Note: Security arising from a loan is not accepted.

Where a debtor is able to give appropriate security, it is preferable to use these funds to reduce these debts than to use these funds as security, as this will usually justify revoking the DPO. Offering security may be an appropriate alternative to reducing the debts when the debts are in dispute and the debtor is taking steps to resolve this dispute.

Act reference: SSAct section 1248 Security for person's return to Australia

Student Assistance Act 1973 section 43Q Security for person's return to Australia

DAC issued on humanitarian grounds or in Australia's interests

The Secretary must also issue a DAC where satisfied that:

  • the certificate should be issued on humanitarian grounds, or
  • refusing to issue the certificate would be detrimental to Australia's interests,

AND

  • the debtor is unable (not unwilling) to provide security satisfactory to the Secretary for their return to Australia.

Humanitarian grounds include compassionate grounds.

The onus is on the debtor to provide evidence satisfactory to the Secretary that shows their situation meets the above requirements.

Act reference: SSAct section 1247 When Secretary must issue departure authorisation certificate

Student Assistance Act 1973 section 43P When Secretary must issue departure authorisation certificate

The Secretary may substitute a later return date on the DAC

The Secretary may substitute a later return date on a DAC, either in response to an application by the debtor or by their own initiative. The debtor may apply in person or in writing.

The Secretary may refuse to substitute a later date for the person's return if they believe an extension would be inappropriate.

The Secretary has the discretion to ask for an additional amount of security, even where a security was not previously required.
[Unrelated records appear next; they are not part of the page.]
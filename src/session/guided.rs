use std::sync::Arc;
use std::time::Duration;

use chrono::{DateTime, Utc};
use serde::Serialize;
use tokio::sync::Mutex;
use tokio::task::JoinHandle;
use tracing::{info, warn};

use super::machine::{Phase, SessionMachine, TickOutcome};
use super::narrator::Narrator;
use crate::audio::{AudioFrame, CaptureSpec, Microphone, RecordingArtifact};
use crate::error::{PortalError, SessionError};
use crate::script::{PromptScript, SlotKind};

/// Client-facing snapshot of a session.
#[derive(Debug, Clone, Serialize)]
pub struct SessionView {
    pub session_id: String,
    pub created_at: DateTime<Utc>,
    pub phase: Phase,
    pub slot_index: Option<usize>,
    pub prompt: Option<String>,
    pub prep_remaining_secs: Option<u64>,
    pub recording_elapsed_secs: Option<u64>,
    pub recorded_slots: Vec<usize>,
    pub slot_count: usize,
}

/// One script prompt, as returned when a session is created.
#[derive(Debug, Clone, Serialize)]
pub struct SlotView {
    pub kind: SlotKind,
    pub text: String,
    pub prep_secs: u64,
    pub max_record_secs: u64,
}

struct Inner {
    machine: SessionMachine,
    capture: Option<crate::audio::Capture>,
    ticker: Option<JoinHandle<()>>,
}

impl Drop for Inner {
    fn drop(&mut self) {
        // Dropping `capture` releases the device; the ticker must not
        // outlive the session either.
        if let Some(ticker) = self.ticker.take() {
            ticker.abort();
        }
    }
}

/// Async driver for one guided speaking session.
///
/// Wraps the pure [`SessionMachine`] behind a mutex, owns the live capture
/// and at most one ticker task, and performs the two automatic hand-offs:
/// preparation expiry starts the cue-card recording, and a recording
/// reaching its bound is stopped. All public operations serialize through
/// the one lock, so there are no partial transitions to observe.
pub struct GuidedSession {
    id: String,
    created_at: DateTime<Utc>,
    microphone: Arc<dyn Microphone>,
    narrator: Arc<dyn Narrator>,
    spec: CaptureSpec,
    inner: Arc<Mutex<Inner>>,
}

impl GuidedSession {
    pub fn new(
        id: String,
        script: PromptScript,
        microphone: Arc<dyn Microphone>,
        narrator: Arc<dyn Narrator>,
        spec: CaptureSpec,
    ) -> Self {
        Self {
            id,
            created_at: Utc::now(),
            microphone,
            narrator,
            spec,
            inner: Arc::new(Mutex::new(Inner {
                machine: SessionMachine::new(script),
                capture: None,
                ticker: None,
            })),
        }
    }

    pub fn id(&self) -> &str {
        &self.id
    }

    /// Move the session onto its first prompt.
    pub async fn start(&self) -> Result<SessionView, PortalError> {
        let mut inner = self.inner.lock().await;
        inner.machine.start()?;
        info!("Session {} started", self.id);
        narrate_active_prompt(&inner, &self.narrator);
        Ok(self.view(&inner))
    }

    /// Start the cue-card preparation countdown. When it runs out, the
    /// recording begins on its own.
    pub async fn begin_preparation(&self) -> Result<SessionView, PortalError> {
        let mut inner = self.inner.lock().await;
        let generation = inner.machine.begin_preparation()?;
        replace_ticker(&mut inner, self.spawn_ticker(generation));
        info!("Session {}: preparation countdown started", self.id);
        Ok(self.view(&inner))
    }

    /// Acquire the microphone and start recording the active prompt.
    /// If the device cannot be acquired the session is left exactly where
    /// it was.
    pub async fn begin_recording(&self) -> Result<SessionView, PortalError> {
        let mut inner = self.inner.lock().await;
        let generation = open_and_record(&mut inner, &self.microphone, self.spec).await?;
        replace_ticker(&mut inner, self.spawn_ticker(generation));
        info!("Session {}: recording started", self.id);
        Ok(self.view(&inner))
    }

    /// Finalize the live recording into the active prompt's artifact and
    /// release the device. Stopping when nothing is recording is a no-op.
    pub async fn stop_recording(&self) -> Result<SessionView, PortalError> {
        let mut inner = self.inner.lock().await;
        if !inner.machine.is_recording() {
            return Ok(self.view(&inner));
        }

        // Disarm the timer before finalizing; a finalize error must not
        // leave it ticking against the recording.
        if let Some(ticker) = inner.ticker.take() {
            ticker.abort();
        }
        let advanced = finalize_recording(&mut inner)?;
        info!("Session {}: recording stopped", self.id);
        if advanced {
            narrate_active_prompt(&inner, &self.narrator);
        }
        Ok(self.view(&inner))
    }

    /// Advance to the next prompt if the active one holds a recording.
    pub async fn next(&self) -> Result<SessionView, PortalError> {
        let mut inner = self.inner.lock().await;
        if inner.machine.next() {
            narrate_active_prompt(&inner, &self.narrator);
        }
        Ok(self.view(&inner))
    }

    /// Throw away the active prompt's recording. A live recording is
    /// aborted (device released, no audio kept); the cue card drops back to
    /// an untouched preparation phase.
    pub async fn discard(&self) -> Result<SessionView, PortalError> {
        let mut inner = self.inner.lock().await;
        if inner.machine.is_recording() {
            inner.capture = None;
            inner.machine.abort_recording()?;
            if let Some(ticker) = inner.ticker.take() {
                ticker.abort();
            }
            info!("Session {}: live recording discarded", self.id);
        } else {
            inner.machine.discard_artifact()?;
        }
        Ok(self.view(&inner))
    }

    /// Read the active prompt aloud. Never blocks the session.
    pub async fn speak(&self) -> Result<SessionView, PortalError> {
        let inner = self.inner.lock().await;
        if inner.machine.current_index().is_none() {
            return Err(SessionError::NotActive.into());
        }
        narrate_active_prompt(&inner, &self.narrator);
        Ok(self.view(&inner))
    }

    /// Feed captured PCM into the live recording.
    pub async fn push_frame(&self, samples: Vec<i16>) -> Result<(), PortalError> {
        let mut inner = self.inner.lock().await;
        let frame = AudioFrame {
            samples,
            sample_rate: self.spec.sample_rate,
            channels: self.spec.channels,
        };
        match inner.capture.as_mut() {
            Some(capture) => {
                capture.push(&frame);
                Ok(())
            }
            None => Err(SessionError::NotRecording.into()),
        }
    }

    /// WAV bytes of a recorded prompt, for playback.
    pub async fn slot_audio(&self, index: usize) -> Option<Vec<u8>> {
        let inner = self.inner.lock().await;
        inner.machine.artifact(index).map(|a| a.wav.clone())
    }

    /// Prompt text and artifact of a recorded slot, for submission.
    pub async fn recorded_answer(&self, index: usize) -> Option<(String, RecordingArtifact)> {
        let inner = self.inner.lock().await;
        let artifact = inner.machine.artifact(index)?.clone();
        let text = inner.machine.script().get(index)?.text.clone();
        Some((text, artifact))
    }

    pub async fn snapshot(&self) -> SessionView {
        let inner = self.inner.lock().await;
        self.view(&inner)
    }

    pub async fn slot_views(&self) -> Vec<SlotView> {
        let inner = self.inner.lock().await;
        inner
            .machine
            .script()
            .slots()
            .iter()
            .map(|slot| SlotView {
                kind: slot.kind,
                text: slot.text.clone(),
                prep_secs: slot.prep.as_secs(),
                max_record_secs: slot.max_record.as_secs(),
            })
            .collect()
    }

    /// Tear the session down: kill any pending timer, release the device.
    pub async fn close(&self) {
        let mut inner = self.inner.lock().await;
        if let Some(ticker) = inner.ticker.take() {
            ticker.abort();
        }
        inner.capture = None;
        info!("Session {} closed", self.id);
    }

    fn spawn_ticker(&self, generation: u64) -> JoinHandle<()> {
        let shared = Arc::clone(&self.inner);
        let microphone = Arc::clone(&self.microphone);
        let narrator = Arc::clone(&self.narrator);
        let spec = self.spec;
        let session_id = self.id.clone();
        tokio::spawn(async move {
            run_ticker(shared, microphone, narrator, spec, session_id, generation).await;
        })
    }

    fn view(&self, inner: &Inner) -> SessionView {
        let machine = &inner.machine;
        let slot_index = machine.current_index();
        let prompt = slot_index
            .and_then(|i| machine.script().get(i))
            .map(|slot| slot.text.clone());
        SessionView {
            session_id: self.id.clone(),
            created_at: self.created_at,
            phase: machine.phase(),
            slot_index,
            prompt,
            prep_remaining_secs: machine.prep_remaining_secs(),
            recording_elapsed_secs: machine.recording_elapsed_secs(),
            recorded_slots: machine.recorded_slots(),
            slot_count: machine.slot_count(),
        }
    }
}

/// One-second heartbeat for the timer armed under `generation`.
///
/// The task delivers ticks until the machine reports the generation stale,
/// the countdown expires, or the recording hits its bound. On preparation
/// expiry the same task flows into driving the recording under the next
/// generation, so the hand-off needs no user action and no extra task.
async fn run_ticker(
    shared: Arc<Mutex<Inner>>,
    microphone: Arc<dyn Microphone>,
    narrator: Arc<dyn Narrator>,
    spec: CaptureSpec,
    session_id: String,
    mut generation: u64,
) {
    loop {
        tokio::time::sleep(Duration::from_secs(1)).await;
        let mut inner = shared.lock().await;
        match inner.machine.tick(generation) {
            TickOutcome::Stale => break,
            TickOutcome::Ticked => {}
            TickOutcome::PrepExpired => {
                match open_and_record(&mut inner, &microphone, spec).await {
                    Ok(next_generation) => {
                        info!(
                            "Session {}: preparation over, cue-card recording started",
                            session_id
                        );
                        generation = next_generation;
                    }
                    Err(e) => {
                        // The candidate can retry manually; the session
                        // stays on the cue card.
                        warn!(
                            "Session {}: could not start cue-card recording: {}",
                            session_id, e
                        );
                        break;
                    }
                }
            }
            TickOutcome::RecordingLimit => {
                match finalize_recording(&mut inner) {
                    Ok(advanced) => {
                        info!(
                            "Session {}: recording reached its bound and was stopped",
                            session_id
                        );
                        if advanced {
                            narrate_active_prompt(&inner, &narrator);
                        }
                    }
                    Err(e) => {
                        warn!(
                            "Session {}: failed to finalize bounded recording: {}",
                            session_id, e
                        );
                    }
                }
                break;
            }
        }
    }
}

/// Acquire the device, then enter the recording state. Ordered so a device
/// failure leaves the machine untouched.
async fn open_and_record(
    inner: &mut Inner,
    microphone: &Arc<dyn Microphone>,
    spec: CaptureSpec,
) -> Result<u64, PortalError> {
    inner.machine.ensure_can_record()?;
    let capture = microphone
        .open(spec)
        .await
        .map_err(|e| PortalError::DeviceUnavailable(e.to_string()))?;
    let generation = inner.machine.begin_recording()?;
    inner.capture = Some(capture);
    Ok(generation)
}

/// Encode the live capture into an artifact and hand it to the machine.
/// Returns whether the session advanced to the next prompt.
fn finalize_recording(inner: &mut Inner) -> Result<bool, PortalError> {
    let capture = inner
        .capture
        .take()
        .ok_or_else(|| PortalError::Internal("recording has no live capture".to_string()))?;
    let artifact = capture
        .finish()
        .map_err(|e| PortalError::Internal(format!("failed to finalize recording: {}", e)))?;
    Ok(inner.machine.finish_recording(artifact)?)
}

fn replace_ticker(inner: &mut Inner, handle: JoinHandle<()>) {
    if let Some(old) = inner.ticker.replace(handle) {
        old.abort();
    }
}

fn narrate_active_prompt(inner: &Inner, narrator: &Arc<dyn Narrator>) {
    if let Some(index) = inner.machine.current_index() {
        if let Some(slot) = inner.machine.script().get(index) {
            let narrator = Arc::clone(narrator);
            let text = slot.text.clone();
            tokio::spawn(async move { narrator.speak(&text).await });
        }
    }
}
Act reference: SSAct section 1248 Security for person's return to Australia

Student Assistance Act 1973 section 43Q Security for person's return to Australia

Departure dates for a DAC

A DAC authorises a debtor's departure from Australia within an eight day period beginning on the date specified on the certificate. The date specified on the certificate can only be within 1 and 7 days after the date the certificate is issued.

A DAC can only be issued between 1 and 14 days before the debtor's intended date of departure.

Usually, the Secretary will specify the date on the certificate to be the debtor's intended date of departure. However, the Secretary can specify a date other than the debtor's intended date of departure-within the period outlined above-where it is appropriate to do so.

Act reference: SSAct section 1249 What departure authorisation certificate must authorise

Student Assistance Act 1973 section 43R What departure authorisation certificate must authorise

Notification requirements to make, vary or refuse a DAC

Where the Secretary makes or decides to substitute a later day in a DAC, the Secretary must notify:

  • the debtor to whom the DAC applies, and
  • any other person who was notified of the DPO.

If the Secretary rejects an application to issue a DAC or substitute a later day, they must notify the debtor as soon as practicable.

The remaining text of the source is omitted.